Ivory disk earring
The Lydians and their World
(2010)
Cat. 137
- Date
- Ca. mid-6th c BC, Lydian
- Museum
- Manisa, Archaeological and Ethnographic Museum, 6423
- Museum Inventory No.
- 6423
- Sardis or Museum Inv. No.
- BI85.005
- Material
- Ivory
- Object Type
- Jewelry and Ornaments
- Site
- Sardis
- Sector
- MMS
- Trench
- MMS-I 85.1
- Locus
- MMS-I 84.1 Locus 34
- B-Grid Coordinates
- E144.6 / S69.3 *100.3
- Description
- Flat disc, pierced at center. Front side carefully decorated with an incised 18-petalled rosette, surrounded by panels with dots in centers, separated by double lines. Reverse plain, smoothly finished. Broken and mended, almost complete. Diameter 0.031 m, thickness 0.001-0.0022 m.
- Comments
- From a Lydian house destroyed in the mid-sixth century BC (Area 1, with Nos. 16, 62, 64, 65, 66, 68, 72, 73, 75, 81, 87, 88, 96, 97, 100, 102, 103, 138); found in a collection of unguent vessels, jewelry (including the faience hawk No. 138), and other personal items, perhaps originally stored in a box (Cahill, “City of Sardis”). No trace of attachment is preserved; it may have been in wire, now missing, or in a perishable substance.
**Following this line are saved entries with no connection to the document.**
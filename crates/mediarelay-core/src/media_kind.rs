//! Media attachment kinds recognised by the indexer.

use serde::{Deserialize, Serialize};

/// Attachment kinds that are indexed and replayed. Everything else is ignored.
#[derive(Debug, Clone, Copy, PartialEq, Eq, Hash, Serialize, Deserialize)]
#[serde(rename_all = "snake_case")]
pub enum MediaKind {
    Document,
    Video,
}

impl MediaKind {
    /// Returns the stable snake_case wire representation.
    pub fn as_str(self) -> &'static str {
        match self {
            Self::Document => "document",
            Self::Video => "video",
        }
    }

    /// Parses the wire representation produced by [`MediaKind::as_str`].
    pub fn parse(raw: &str) -> Option<Self> {
        match raw.trim().to_ascii_lowercase().as_str() {
            "document" => Some(Self::Document),
            "video" => Some(Self::Video),
            _ => None,
        }
    }
}
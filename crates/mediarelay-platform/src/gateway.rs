//! HTTP client for Bot-API-style gateways.
//!
//! Every call is `POST {api_base}/bot{token}/{method}` with a JSON body and
//! answers with the `{ok, result, error_code, description, parameters}`
//! envelope. Transport failures and transient statuses are retried here with
//! exponential backoff; rate limits are returned to the caller as
//! [`PlatformError::RateLimited`].

use std::time::Duration;

use async_trait::async_trait;
use mediarelay_core::{escape_html, MediaKind};
use reqwest::header::{HeaderMap, HeaderValue, CONTENT_TYPE};
use serde::de::DeserializeOwned;
use serde::Deserialize;
use serde_json::{json, Value};
use tokio::time::sleep;
use tracing::debug;

use crate::retry::{
    is_retryable_http_error, next_backoff_ms, parse_retry_after_ms, should_retry_status,
    truncate_for_error, DEFAULT_RATE_LIMIT_WAIT_MS,
};
use crate::{
    ConversationMetadata, ConversationRef, MediaAttachment, PlatformClient, PlatformError,
    PlatformIdentity, PlatformMessage, SentMessage,
};

const RATE_LIMIT_CODE: u16 = 429;
const NOT_MODIFIED_MARKER: &str = "message is not modified";

#[derive(Debug, Clone)]
/// Connection settings for [`GatewayClient`].
pub struct GatewayConfig {
    pub api_base: String,
    pub bot_token: String,
    pub request_timeout_ms: u64,
    pub max_retries: usize,
}

impl Default for GatewayConfig {
    fn default() -> Self {
        Self {
            api_base: "https://api.telegram.org".to_string(),
            bot_token: String::new(),
            request_timeout_ms: 30_000,
            max_retries: 3,
        }
    }
}

#[derive(Debug, Clone)]
pub struct GatewayClient {
    client: reqwest::Client,
    config: GatewayConfig,
}

#[derive(Debug, Deserialize)]
struct ApiEnvelope<T> {
    ok: bool,
    result: Option<T>,
    error_code: Option<u16>,
    description: Option<String>,
    #[serde(default)]
    parameters: Option<ResponseParameters>,
}

#[derive(Debug, Deserialize)]
struct ResponseParameters {
    retry_after: Option<u64>,
}

#[derive(Debug, Deserialize)]
struct WireUser {
    id: i64,
    first_name: String,
    #[serde(default)]
    last_name: Option<String>,
    #[serde(default)]
    username: Option<String>,
}

#[derive(Debug, Deserialize)]
struct WireChat {
    id: i64,
    #[serde(default)]
    title: Option<String>,
    #[serde(default)]
    username: Option<String>,
    #[serde(default, rename = "type")]
    kind: Option<String>,
}

#[derive(Debug, Deserialize)]
struct WireFile {
    file_id: String,
    file_unique_id: String,
    #[serde(default)]
    file_name: Option<String>,
    #[serde(default)]
    file_size: u64,
}

#[derive(Debug, Deserialize)]
struct WireMessage {
    message_id: i64,
    #[serde(default)]
    chat: Option<WireChat>,
    #[serde(default)]
    empty: bool,
    #[serde(default)]
    caption: Option<String>,
    #[serde(default)]
    caption_html: Option<String>,
    #[serde(default)]
    document: Option<WireFile>,
    #[serde(default)]
    video: Option<WireFile>,
}

impl WireMessage {
    /// Payloads without `chat` fall back to the requested numeric id, or to
    /// `0` for handles; callers resolve `0` against conversation metadata.
    fn into_message(self, fallback_conversation: Option<i64>) -> PlatformMessage {
        let conversation_id = self
            .chat
            .as_ref()
            .map(|chat| chat.id)
            .or(fallback_conversation)
            .unwrap_or(0);

        let caption = match (self.caption_html, self.caption) {
            (Some(html), _) => html,
            (None, Some(plain)) => escape_html(&plain),
            (None, None) => String::new(),
        };

        let media = match (self.document, self.video) {
            (Some(file), _) => Some(file.into_attachment(MediaKind::Document)),
            (None, Some(file)) => Some(file.into_attachment(MediaKind::Video)),
            (None, None) => None,
        };

        PlatformMessage {
            conversation_id,
            message_id: self.message_id,
            empty: self.empty,
            caption,
            media: if self.empty { None } else { media },
        }
    }
}

impl WireFile {
    fn into_attachment(self, kind: MediaKind) -> MediaAttachment {
        MediaAttachment {
            kind,
            media_id: self.file_id,
            media_unique_id: self.file_unique_id,
            file_name: self.file_name,
            file_size: self.file_size,
        }
    }
}

impl GatewayClient {
    pub fn new(config: GatewayConfig) -> Result<Self, PlatformError> {
        if config.bot_token.trim().is_empty() {
            return Err(PlatformError::MissingToken);
        }

        let mut headers = HeaderMap::new();
        headers.insert(CONTENT_TYPE, HeaderValue::from_static("application/json"));
        let client = reqwest::Client::builder()
            .default_headers(headers)
            .user_agent("mediarelay")
            .timeout(Duration::from_millis(config.request_timeout_ms.max(1)))
            .build()?;

        Ok(Self { client, config })
    }

    fn method_url(&self, method: &str) -> String {
        format!(
            "{}/bot{}/{}",
            self.config.api_base.trim_end_matches('/'),
            self.config.bot_token.trim(),
            method
        )
    }

    async fn call<T: DeserializeOwned>(&self, method: &str, payload: &Value) -> Result<T, PlatformError> {
        let url = self.method_url(method);
        let mut attempt = 0_usize;
        loop {
            let response = self
                .client
                .post(&url)
                .header("x-mediarelay-retry-attempt", attempt.to_string())
                .json(payload)
                .send()
                .await;

            match response {
                Ok(response) => {
                    let status = response.status().as_u16();
                    let retry_after_ms = parse_retry_after_ms(response.headers());
                    let body = response.text().await?;

                    if should_retry_status(status) && attempt < self.config.max_retries {
                        let delay_ms = next_backoff_ms(attempt);
                        debug!(method, status, attempt, delay_ms, "retrying gateway call");
                        sleep(Duration::from_millis(delay_ms)).await;
                        attempt = attempt.saturating_add(1);
                        continue;
                    }

                    return decode_envelope(method, status, &body, retry_after_ms);
                }
                Err(error) => {
                    if attempt < self.config.max_retries && is_retryable_http_error(&error) {
                        let delay_ms = next_backoff_ms(attempt);
                        debug!(method, attempt, delay_ms, error = %error, "retrying gateway transport error");
                        sleep(Duration::from_millis(delay_ms)).await;
                        attempt = attempt.saturating_add(1);
                        continue;
                    }
                    return Err(PlatformError::Http(error));
                }
            }
        }
    }
}

fn decode_envelope<T: DeserializeOwned>(
    method: &str,
    status: u16,
    body: &str,
    retry_after_header_ms: Option<u64>,
) -> Result<T, PlatformError> {
    let envelope = match serde_json::from_str::<ApiEnvelope<T>>(body) {
        Ok(envelope) => envelope,
        Err(error) => {
            if status == RATE_LIMIT_CODE {
                return Err(rate_limited(None, retry_after_header_ms));
            }
            if !(200..300).contains(&status) {
                return Err(PlatformError::Api {
                    code: status,
                    description: truncate_for_error(body, 320),
                });
            }
            return Err(PlatformError::Serde(error));
        }
    };

    if !envelope.ok {
        let code = envelope.error_code.unwrap_or(status);
        if code == RATE_LIMIT_CODE || status == RATE_LIMIT_CODE {
            let retry_after_secs = envelope
                .parameters
                .as_ref()
                .and_then(|parameters| parameters.retry_after);
            return Err(rate_limited(retry_after_secs, retry_after_header_ms));
        }
        return Err(PlatformError::Api {
            code,
            description: envelope
                .description
                .unwrap_or_else(|| "unknown error".to_string()),
        });
    }

    envelope
        .result
        .ok_or_else(|| PlatformError::InvalidResponse(format!("{method} response missing result")))
}

fn rate_limited(retry_after_secs: Option<u64>, retry_after_header_ms: Option<u64>) -> PlatformError {
    let wait_ms = retry_after_secs
        .map(|seconds| seconds.saturating_mul(1_000))
        .or(retry_after_header_ms)
        .unwrap_or(DEFAULT_RATE_LIMIT_WAIT_MS);
    PlatformError::RateLimited {
        retry_after: Duration::from_millis(wait_ms),
    }
}

#[async_trait]
impl PlatformClient for GatewayClient {
    async fn get_me(&self) -> Result<PlatformIdentity, PlatformError> {
        let user: WireUser = self.call("getMe", &json!({})).await?;
        let display_name = match user.last_name {
            Some(last_name) if !last_name.trim().is_empty() => {
                format!("{} {}", user.first_name, last_name.trim())
            }
            _ => user.first_name,
        };
        Ok(PlatformIdentity {
            id: user.id,
            display_name,
            username: user.username,
        })
    }

    async fn fetch_conversation_metadata(
        &self,
        conversation: &ConversationRef,
    ) -> Result<ConversationMetadata, PlatformError> {
        let chat: WireChat = self
            .call("getChat", &json!({ "chat_id": conversation.to_json() }))
            .await?;
        Ok(ConversationMetadata {
            id: chat.id,
            title: chat.title,
            username: chat.username,
            kind: chat.kind,
        })
    }

    async fn fetch_latest_message(
        &self,
        conversation: &ConversationRef,
    ) -> Result<Option<PlatformMessage>, PlatformError> {
        let messages: Vec<WireMessage> = self
            .call(
                "getChatHistory",
                &json!({ "chat_id": conversation.to_json(), "limit": 1 }),
            )
            .await?;
        Ok(messages
            .into_iter()
            .next()
            .map(|message| message.into_message(conversation.as_id())))
    }

    async fn fetch_messages_by_ids(
        &self,
        conversation: &ConversationRef,
        message_ids: &[i64],
    ) -> Result<Vec<PlatformMessage>, PlatformError> {
        if message_ids.is_empty() {
            return Ok(Vec::new());
        }
        let messages: Vec<Option<WireMessage>> = self
            .call(
                "getMessages",
                &json!({
                    "chat_id": conversation.to_json(),
                    "message_ids": message_ids,
                }),
            )
            .await?;
        Ok(messages
            .into_iter()
            .flatten()
            .map(|message| message.into_message(conversation.as_id()))
            .collect())
    }

    async fn send_document(
        &self,
        conversation: &ConversationRef,
        media_id: &str,
        caption: &str,
    ) -> Result<SentMessage, PlatformError> {
        let mut payload = json!({
            "chat_id": conversation.to_json(),
            "document": media_id,
        });
        if !caption.is_empty() {
            payload["caption"] = Value::String(caption.to_string());
            payload["parse_mode"] = Value::String("HTML".to_string());
        }
        let message: WireMessage = self.call("sendDocument", &payload).await?;
        let message = message.into_message(conversation.as_id());
        Ok(SentMessage {
            conversation_id: message.conversation_id,
            message_id: message.message_id,
        })
    }

    async fn send_text(
        &self,
        conversation: &ConversationRef,
        text: &str,
    ) -> Result<SentMessage, PlatformError> {
        let message: WireMessage = self
            .call(
                "sendMessage",
                &json!({
                    "chat_id": conversation.to_json(),
                    "text": text,
                    "parse_mode": "HTML",
                }),
            )
            .await?;
        let message = message.into_message(conversation.as_id());
        Ok(SentMessage {
            conversation_id: message.conversation_id,
            message_id: message.message_id,
        })
    }

    async fn edit_text(
        &self,
        conversation: &ConversationRef,
        message_id: i64,
        text: &str,
    ) -> Result<(), PlatformError> {
        let result: Result<Value, PlatformError> = self
            .call(
                "editMessageText",
                &json!({
                    "chat_id": conversation.to_json(),
                    "message_id": message_id,
                    "text": text,
                    "parse_mode": "HTML",
                }),
            )
            .await;
        match result {
            Ok(_) => Ok(()),
            Err(PlatformError::Api { description, .. })
                if description.to_ascii_lowercase().contains(NOT_MODIFIED_MARKER) =>
            {
                Ok(())
            }
            Err(error) => Err(error),
        }
    }
}
//! Job coordination: session state, admission, and job execution.

use mediarelay_platform::{ConversationRef, PlatformClient, PlatformError, PlatformIdentity};
use mediarelay_store::{RecordStore, RecordStoreError};
use serde::Serialize;
use std::sync::{Arc, PoisonError, RwLock};
use thiserror::Error;
use tokio::task::JoinHandle;
use tracing::{info, warn};

use crate::indexing_runtime::{IndexingConfig, IndexingError, IndexingReport, IndexingRuntime};
use crate::job_guard::{JobError, JobGuard, JobKind, JobPermit};
use crate::progress::{
    render_indexing_summary, render_job_failure, render_replay_summary, ProgressSink,
};
use crate::replay_runtime::{ReplayConfig, ReplayError, ReplayReport, ReplayRuntime};

#[derive(Debug, Clone, Default, PartialEq, Eq)]
pub struct CoordinatorConfig {
    pub indexing: IndexingConfig,
    pub replay: ReplayConfig,
}

/// Reasons a job request is rejected before anything runs.
#[derive(Debug, Clone, PartialEq, Eq, Error)]
pub enum AdmissionError {
    #[error(transparent)]
    JobActive(#[from] JobError),
    #[error("the platform session is not logged in")]
    NotLoggedIn,
}

#[derive(Debug, Error)]
pub enum RunError {
    #[error(transparent)]
    Admission(#[from] AdmissionError),
    #[error(transparent)]
    Indexing(#[from] IndexingError),
    #[error(transparent)]
    Replay(#[from] ReplayError),
}

#[derive(Debug, Clone, PartialEq, Eq, Serialize)]
pub struct RelayStatus {
    pub logged_in: bool,
    pub account: Option<String>,
    pub total_records: u64,
    pub indexing_active: bool,
    pub replay_active: bool,
}

impl RelayStatus {
    pub fn render(&self) -> String {
        let yes_no = |flag: bool| if flag { "yes" } else { "no" };
        let active = |flag: bool| if flag { "running" } else { "idle" };
        format!(
            "<b>Relay status</b>\n\nLogged in: {}\nIndexed files: <code>{}</code>\nIndexing: {}\nForwarding: {}",
            yes_no(self.logged_in),
            self.total_records,
            active(self.indexing_active),
            active(self.replay_active)
        )
    }
}

/// Owns the platform session, the record store and the job guard.
///
/// Cloning is cheap; clones share the guard and the session.
#[derive(Clone)]
pub struct RelayCoordinator {
    client: Arc<dyn PlatformClient>,
    store: Arc<dyn RecordStore>,
    guard: JobGuard,
    config: CoordinatorConfig,
    session: Arc<RwLock<Option<PlatformIdentity>>>,
}

impl RelayCoordinator {
    pub fn new(
        client: Arc<dyn PlatformClient>,
        store: Arc<dyn RecordStore>,
        config: CoordinatorConfig,
    ) -> Self {
        Self {
            client,
            store,
            guard: JobGuard::new(),
            config,
            session: Arc::new(RwLock::new(None)),
        }
    }

    /// Probes the platform identity; jobs are only admitted after a
    /// successful probe.
    pub async fn connect(&self) -> Result<PlatformIdentity, PlatformError> {
        let identity = self.client.get_me().await?;
        info!(
            account_id = identity.id,
            account = %identity.display_name,
            "platform session established"
        );
        *self
            .session
            .write()
            .unwrap_or_else(PoisonError::into_inner) = Some(identity.clone());
        Ok(identity)
    }

    /// Re-runs the identity probe when no session is established; a live
    /// session is returned without a platform call.
    pub async fn ensure_connected(&self) -> Result<PlatformIdentity, PlatformError> {
        match self.identity() {
            Some(identity) => Ok(identity),
            None => self.connect().await,
        }
    }

    pub fn identity(&self) -> Option<PlatformIdentity> {
        self.session
            .read()
            .unwrap_or_else(PoisonError::into_inner)
            .clone()
    }

    pub fn is_logged_in(&self) -> bool {
        self.identity().is_some()
    }

    pub fn is_job_running(&self) -> bool {
        self.guard.is_any_active()
    }

    pub async fn status(&self) -> Result<RelayStatus, RecordStoreError> {
        let total_records = self.store.count().await?;
        let jobs = self.guard.snapshot();
        let identity = self.identity();
        Ok(RelayStatus {
            logged_in: identity.is_some(),
            account: identity.map(|identity| match identity.username {
                Some(username) => format!("{} (@{username})", identity.display_name),
                None => identity.display_name,
            }),
            total_records,
            indexing_active: jobs.indexing,
            replay_active: jobs.replay,
        })
    }

    fn admit(&self, kind: JobKind) -> Result<JobPermit, AdmissionError> {
        if let Some(active) = self.guard.snapshot().active_kind() {
            return Err(JobError::Busy { active }.into());
        }
        if !self.is_logged_in() {
            return Err(AdmissionError::NotLoggedIn);
        }
        Ok(self.guard.try_acquire(kind)?)
    }

    /// Admits an indexing job and runs it on the tokio runtime.
    pub fn start_indexing(
        &self,
        conversation: ConversationRef,
        sink: Arc<dyn ProgressSink>,
    ) -> Result<JoinHandle<Result<IndexingReport, IndexingError>>, AdmissionError> {
        let permit = self.admit(JobKind::Indexing)?;
        let coordinator = self.clone();
        Ok(tokio::spawn(async move {
            let _permit = permit;
            coordinator
                .execute_indexing(&conversation, sink.as_ref())
                .await
        }))
    }

    /// Admits a replay job and runs it on the tokio runtime.
    pub fn start_replay(
        &self,
        target: ConversationRef,
        sink: Arc<dyn ProgressSink>,
    ) -> Result<JoinHandle<Result<ReplayReport, ReplayError>>, AdmissionError> {
        let permit = self.admit(JobKind::Replay)?;
        let coordinator = self.clone();
        Ok(tokio::spawn(async move {
            let _permit = permit;
            coordinator.execute_replay(&target, sink.as_ref()).await
        }))
    }

    /// Admits and runs an indexing job to completion on the current task.
    pub async fn run_indexing(
        &self,
        conversation: &ConversationRef,
        sink: &dyn ProgressSink,
    ) -> Result<IndexingReport, RunError> {
        let _permit = self.admit(JobKind::Indexing)?;
        Ok(self.execute_indexing(conversation, sink).await?)
    }

    pub async fn run_replay(
        &self,
        target: &ConversationRef,
        sink: &dyn ProgressSink,
    ) -> Result<ReplayReport, RunError> {
        let _permit = self.admit(JobKind::Replay)?;
        Ok(self.execute_replay(target, sink).await?)
    }

    async fn execute_indexing(
        &self,
        conversation: &ConversationRef,
        sink: &dyn ProgressSink,
    ) -> Result<IndexingReport, IndexingError> {
        let runtime = IndexingRuntime::new(
            Arc::clone(&self.client),
            Arc::clone(&self.store),
            self.config.indexing.clone(),
        );
        let result = runtime.run(conversation, sink).await;
        match &result {
            Ok(report) => sink.publish(&render_indexing_summary(report)).await,
            Err(error) => {
                warn!(conversation = %conversation, error = %error, "indexing job failed");
                sink.publish(&render_job_failure(JobKind::Indexing, &error.to_string()))
                    .await;
            }
        }
        result
    }

    async fn execute_replay(
        &self,
        target: &ConversationRef,
        sink: &dyn ProgressSink,
    ) -> Result<ReplayReport, ReplayError> {
        let runtime = ReplayRuntime::new(
            Arc::clone(&self.client),
            Arc::clone(&self.store),
            self.config.replay.clone(),
        );
        let result = runtime.run(target, sink).await;
        match &result {
            Ok(report) => sink.publish(&render_replay_summary(report)).await,
            Err(error) => {
                warn!(target = %target, error = %error, "replay job failed");
                sink.publish(&render_job_failure(JobKind::Replay, &error.to_string()))
                    .await;
            }
        }
        result
    }
}
use chrono::{DateTime, Utc};

pub const BASE_BACKOFF_MS: u64 = 200;

/// Wait used when a rate-limit response carries no usable duration.
pub const DEFAULT_RATE_LIMIT_WAIT_MS: u64 = 1_000;

/// Transient statuses retried inside the client.
///
/// 429 is never retried here; callers receive it as
/// [`crate::PlatformError::RateLimited`].
pub fn should_retry_status(status: u16) -> bool {
    status == 408 || status == 425 || status >= 500
}

pub fn next_backoff_ms(attempt: usize) -> u64 {
    let shift = attempt.min(6);
    BASE_BACKOFF_MS.saturating_mul(1_u64 << shift)
}

pub fn parse_retry_after_ms(headers: &reqwest::header::HeaderMap) -> Option<u64> {
    let raw = headers.get("retry-after")?.to_str().ok()?.trim();
    if raw.is_empty() {
        return None;
    }

    if let Ok(seconds) = raw.parse::<u64>() {
        return Some(seconds.saturating_mul(1000));
    }

    let retry_at = DateTime::parse_from_rfc2822(raw).ok()?.with_timezone(&Utc);
    let now = Utc::now();
    let delay_ms = retry_at.signed_duration_since(now).num_milliseconds();
    if delay_ms <= 0 {
        return Some(0);
    }

    u64::try_from(delay_ms).ok()
}

pub fn is_retryable_http_error(error: &reqwest::Error) -> bool {
    error.is_timeout() || error.is_connect() || error.is_request() || error.is_body()
}

pub fn truncate_for_error(text: &str, max_chars: usize) -> String {
    if text.chars().count() <= max_chars {
        return text.to_string();
    }
    let mut truncated: String = text.chars().take(max_chars).collect();
    truncated.push_str("...");
    truncated
}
The identification as an earring is suggested, however, by the depiction of similar earrings, for instance on the ivory head of a woman (No. 52), on the figure on a terracotta revetment (No. 56), and on a painting from the Aktepe Tumulus (Özgen, “Lydian Treasure,”depicted in blue, perhaps reflecting the Lydian custom of painting or dyeing ivory, see Dusinberre, “Lydian Ivories”), and by somewhat similar disk-shaped earrings, such as No. 117.
- See Also
- Cahill, “City of Sardis”.
- Bibliography
- Greenewalt et al. 1988, 69, fig. 10.